Task to carry out — Find the lines of the material below that include the string "MemoryAllocatorBase", then copy each one.

Materials provided —
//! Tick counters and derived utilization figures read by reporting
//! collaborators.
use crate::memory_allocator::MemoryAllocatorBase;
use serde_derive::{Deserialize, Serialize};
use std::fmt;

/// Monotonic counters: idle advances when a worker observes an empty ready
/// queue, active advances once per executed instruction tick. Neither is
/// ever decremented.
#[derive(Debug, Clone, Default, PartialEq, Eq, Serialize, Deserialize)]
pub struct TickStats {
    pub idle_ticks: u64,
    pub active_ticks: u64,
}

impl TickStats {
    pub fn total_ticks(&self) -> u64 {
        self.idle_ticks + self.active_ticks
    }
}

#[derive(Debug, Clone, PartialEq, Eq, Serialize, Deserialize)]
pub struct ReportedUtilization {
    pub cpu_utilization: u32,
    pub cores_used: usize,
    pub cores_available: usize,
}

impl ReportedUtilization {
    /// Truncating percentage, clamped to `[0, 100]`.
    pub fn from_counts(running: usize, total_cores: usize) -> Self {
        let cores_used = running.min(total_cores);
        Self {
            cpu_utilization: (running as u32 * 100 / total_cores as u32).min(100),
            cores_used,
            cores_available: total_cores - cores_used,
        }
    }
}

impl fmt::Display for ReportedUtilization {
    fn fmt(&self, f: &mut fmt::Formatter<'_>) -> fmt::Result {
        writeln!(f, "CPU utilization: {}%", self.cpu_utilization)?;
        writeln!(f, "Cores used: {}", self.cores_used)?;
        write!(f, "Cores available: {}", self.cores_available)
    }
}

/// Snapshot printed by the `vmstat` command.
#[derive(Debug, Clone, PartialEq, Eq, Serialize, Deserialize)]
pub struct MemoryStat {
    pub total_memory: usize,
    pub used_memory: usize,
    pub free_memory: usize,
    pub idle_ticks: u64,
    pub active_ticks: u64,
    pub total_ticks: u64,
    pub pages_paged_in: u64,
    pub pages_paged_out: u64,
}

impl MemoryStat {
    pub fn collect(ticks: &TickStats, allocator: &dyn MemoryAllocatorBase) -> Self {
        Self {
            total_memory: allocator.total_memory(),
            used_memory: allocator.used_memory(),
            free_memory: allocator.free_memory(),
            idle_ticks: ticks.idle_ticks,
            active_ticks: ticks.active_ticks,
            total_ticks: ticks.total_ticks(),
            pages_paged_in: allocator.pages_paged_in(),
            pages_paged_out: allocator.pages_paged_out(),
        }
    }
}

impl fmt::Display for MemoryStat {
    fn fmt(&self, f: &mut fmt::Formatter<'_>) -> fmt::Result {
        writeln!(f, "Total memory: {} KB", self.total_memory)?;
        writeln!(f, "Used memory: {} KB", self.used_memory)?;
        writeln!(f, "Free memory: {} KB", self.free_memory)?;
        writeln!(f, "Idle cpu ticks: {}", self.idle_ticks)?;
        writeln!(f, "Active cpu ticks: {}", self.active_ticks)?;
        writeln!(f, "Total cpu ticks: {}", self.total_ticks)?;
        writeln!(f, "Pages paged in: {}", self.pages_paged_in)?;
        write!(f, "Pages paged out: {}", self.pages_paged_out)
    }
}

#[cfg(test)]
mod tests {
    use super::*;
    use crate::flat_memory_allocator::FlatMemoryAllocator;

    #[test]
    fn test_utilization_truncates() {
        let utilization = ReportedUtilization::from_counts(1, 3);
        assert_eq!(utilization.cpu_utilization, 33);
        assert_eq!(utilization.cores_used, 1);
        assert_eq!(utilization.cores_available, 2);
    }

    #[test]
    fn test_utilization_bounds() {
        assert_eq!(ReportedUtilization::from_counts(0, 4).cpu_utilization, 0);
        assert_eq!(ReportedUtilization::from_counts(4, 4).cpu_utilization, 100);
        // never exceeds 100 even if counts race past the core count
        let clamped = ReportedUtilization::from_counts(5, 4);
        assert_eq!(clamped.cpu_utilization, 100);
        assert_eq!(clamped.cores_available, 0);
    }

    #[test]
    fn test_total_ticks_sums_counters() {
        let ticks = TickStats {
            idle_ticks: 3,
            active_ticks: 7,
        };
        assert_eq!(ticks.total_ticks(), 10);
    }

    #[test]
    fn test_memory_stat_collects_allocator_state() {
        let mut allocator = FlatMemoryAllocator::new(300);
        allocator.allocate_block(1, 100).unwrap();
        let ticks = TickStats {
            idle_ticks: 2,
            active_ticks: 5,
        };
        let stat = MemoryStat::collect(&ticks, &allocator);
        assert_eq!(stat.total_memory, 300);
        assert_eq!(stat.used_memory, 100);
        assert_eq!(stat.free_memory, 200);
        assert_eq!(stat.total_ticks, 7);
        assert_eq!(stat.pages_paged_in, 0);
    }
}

Reply —
use crate::memory_allocator::MemoryAllocatorBase;
    pub fn collect(ticks: &TickStats, allocator: &dyn MemoryAllocatorBase) -> Self {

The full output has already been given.